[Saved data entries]
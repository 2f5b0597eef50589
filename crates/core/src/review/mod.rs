use thiserror::Error;

use crate::book::{BookContext, ReviewRequest, ValidationError};
use crate::language_model::{CompletionRequest, LanguageModel, LanguageModelError};
use crate::logging::{LogLevel, LogRecord, LogSink};
use crate::parser::parse_chapter_output;
use crate::prompts::{PromptError, PromptRegistry, REVIEW_CHAPTER};

#[derive(Debug, Error)]
pub enum ReviewError {
    #[error("invalid review request: {0}")]
    Validation(#[from] ValidationError),
    #[error("failed to render review prompt: {0}")]
    Prompt(#[from] PromptError),
    #[error("language model failed during review: {0}")]
    Model(#[source] LanguageModelError),
    #[error("review of `{0}` came back empty")]
    EmptyResponse(String),
}

/// Second pass over a finished chapter: grammar, clarity and fit to the
/// audience. Returns the revised Markdown.
pub struct ReviewService<'a> {
    prompts: &'a PromptRegistry,
    sink: &'a dyn LogSink,
}

impl<'a> ReviewService<'a> {
    pub fn new(prompts: &'a PromptRegistry, sink: &'a dyn LogSink) -> Self {
        Self { prompts, sink }
    }

    pub async fn review<M: LanguageModel + ?Sized>(
        &self,
        model: &M,
        request: &ReviewRequest,
        context: &BookContext,
    ) -> Result<String, ReviewError> {
        let prompt = self.prompts.format_with(
            REVIEW_CHAPTER,
            [
                ("title", request.title()),
                ("content", request.content()),
                ("description", request.description()),
                ("target_audience", context.target_audience.as_str()),
                ("goal", context.goal.as_str()),
                ("language", context.language.display_name()),
            ],
        )?;

        self.log(
            LogLevel::Debug,
            format!("Reviewing `{}`", request.title()),
        );
        let mut completion = CompletionRequest::text(prompt);
        completion.max_tokens = request.max_tokens();
        let revised = model
            .complete(&completion)
            .await
            .map_err(ReviewError::Model)?;

        let revised = revised.trim();
        if revised.is_empty() {
            return Err(ReviewError::EmptyResponse(request.title().to_string()));
        }
        let heading = parse_chapter_output(revised).title;
        if heading != request.title() {
            self.log(
                LogLevel::Warn,
                format!(
                    "Review of `{}` retitled it `{heading}`; the saved book may not read back with the same title",
                    request.title()
                ),
            );
        }
        Ok(revised.to_string())
    }

    fn log(&self, level: LogLevel, message: impl Into<String>) {
        self.sink.log(LogRecord::new(level, message));
    }
}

• _TASK GOAL_
Return each entry exactly. Leave none out.

• _SOLUTION TO THE EXERCISE_
repository 2f5b0597eef50589
filename crates/core/src/review/mod.rs
use thiserror::Error;

use crate::book::{BookContext, ReviewRequest, ValidationError};
use crate::language_model::{CompletionRequest, LanguageModel, LanguageModelError};
use crate::logging::{LogLevel, LogRecord, LogSink};
use crate::parser::parse_chapter_output;
use crate::prompts::{PromptError, PromptRegistry, REVIEW_CHAPTER};

#[derive(Debug, Error)]
pub enum ReviewError {
    #[error("invalid review request: {0}")]
    Validation(#[from] ValidationError),
    #[error("failed to render review prompt: {0}")]
    Prompt(#[from] PromptError),
    #[error("language model failed during review: {0}")]
    Model(#[source] LanguageModelError),
    #[error("review of `{0}` came back empty")]
    EmptyResponse(String),
}

/// Second pass over a finished chapter: grammar, clarity and fit to the
/// audience. Returns the revised Markdown.
pub struct ReviewService<'a> {
    prompts: &'a PromptRegistry,
    sink: &'a dyn LogSink,
}

impl<'a> ReviewService<'a> {
    pub fn new(prompts: &'a PromptRegistry, sink: &'a dyn LogSink) -> Self {
        Self { prompts, sink }
    }

    pub async fn review<M: LanguageModel + ?Sized>(
        &self,
        model: &M,
        request: &ReviewRequest,
        context: &BookContext,
    ) -> Result<String, ReviewError> {
        let prompt = self.prompts.format_with(
            REVIEW_CHAPTER,
            [
                ("title", request.title()),
                ("content", request.content()),
                ("description", request.description()),
                ("target_audience", context.target_audience.as_str()),
                ("goal", context.goal.as_str()),
                ("language", context.language.display_name()),
            ],
        )?;

        self.log(
            LogLevel::Debug,
            format!("Reviewing `{}`", request.title()),
        );
        let mut completion = CompletionRequest::text(prompt);
        completion.max_tokens = request.max_tokens();
        let revised = model
            .complete(&completion)
            .await
            .map_err(ReviewError::Model)?;

        let revised = revised.trim();
        if revised.is_empty() {
            return Err(ReviewError::EmptyResponse(request.title().to_string()));
        }
        let heading = parse_chapter_output(revised).title;
        if heading != request.title() {
            self.log(
                LogLevel::Warn,
                format!(
                    "Review of `{}` retitled it `{heading}`; the saved book may not read back with the same title",
                    request.title()
                ),
            );
        }
        Ok(revised.to_string())
    }

    fn log(&self, level: LogLevel, message: impl Into<String>) {
        self.sink.log(LogRecord::new(level, message));
    }
}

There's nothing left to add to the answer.